Les vocations dans Pastores dabo vobis


Le Père Charles Bonnet, supérieur provincial de la Compagnie de Saint Sulpice, nous dresse ici une analyse de la lettre Pastores dabo vobis, plus particulièrement dans la manière dont elle aborde la question des vocations.

Nous publions ici la première partie de cet article. Le numéro suivant de Jeunes et Vocations proposera la suite : La pastorale des vocations dans Pastores dabo vobis.

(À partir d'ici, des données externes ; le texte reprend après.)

//! Duplicate-submission gate for asynchronous actions

use std::collections::HashSet;

use smartgrid_core::{GridError, GridResult};

/// Logical actions that may be pending
#[derive(Debug, Clone, Copy, PartialEq, Eq, Hash)]
pub enum GridAction {
    LoadPreferences,
    LoadFilterSets,
    SaveFilterSet,
    UpdateFilterSet,
    DeleteFilterSet,
    AddRow,
    EditRow,
    DeleteRow,
    CommitCell,
    AddOption,
    SubmitForm,
}

impl GridAction {
    pub fn label(&self) -> &'static str {
        match self {
            Self::LoadPreferences => "load preferences",
            Self::LoadFilterSets => "load filter sets",
            Self::SaveFilterSet => "save filter set",
            Self::UpdateFilterSet => "update filter set",
            Self::DeleteFilterSet => "delete filter set",
            Self::AddRow => "add row",
            Self::EditRow => "edit row",
            Self::DeleteRow => "delete row",
            Self::CommitCell => "commit cell",
            Self::AddOption => "add option",
            Self::SubmitForm => "submit form",
        }
    }
}

/// Tracks which actions are in flight
#[derive(Debug, Default)]
pub struct LoadingGate {
    pending: HashSet<GridAction>,
}

impl LoadingGate {
    pub fn new() -> Self {
        Self::default()
    }

    /// Mark `action` pending, or fail with `Busy` if it already is
    pub fn try_begin(&mut self, action: GridAction) -> GridResult<()> {
        if !self.pending.insert(action) {
            tracing::debug!(action = action.label(), "Rejected duplicate submission");
            return Err(GridError::Busy(action.label().to_string()));
        }
        Ok(())
    }

    pub fn finish(&mut self, action: GridAction) {
        self.pending.remove(&action);
    }

    pub fn is_loading(&self, action: GridAction) -> bool {
        self.pending.contains(&action)
    }

    pub fn any_loading(&self) -> bool {
        !self.pending.is_empty()
    }
}

#[cfg(test)]
mod tests {
    use super::*;

    #[test]
    fn test_duplicate_begin_is_busy() {
        let mut gate = LoadingGate::new();
        gate.try_begin(GridAction::SaveFilterSet).unwrap();
        assert!(gate.is_loading(GridAction::SaveFilterSet));
        assert!(matches!(
            gate.try_begin(GridAction::SaveFilterSet),
            Err(GridError::Busy(_))
        ));

        // Other actions are independent
        assert!(gate.try_begin(GridAction::AddRow).is_ok());

        gate.finish(GridAction::SaveFilterSet);
        assert!(gate.try_begin(GridAction::SaveFilterSet).is_ok());
    }
}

Quelques mois avant le synode, lors d’une rencontre avec le secrétaire de la Congrégation pour l’Education Chrétienne, j’eus l’occasion de lui dire "Vous allez faire un synode sur la formation des prêtres, c’est très bien mais en France le problème n’est pas là. En tenant compte des limites de toute institution, la formation donnée dans les séminaires est de bonne qualité, les formateurs sont compétents et très engagés dans leur tâche. Le problème c’est qu’ils ont peu de gens à former. C’est là qu’est la crise et non dans les séminaires. Il ne sert à rien de faire un synode pour réformer ou améliorer la situation s’il n’y a personne à former."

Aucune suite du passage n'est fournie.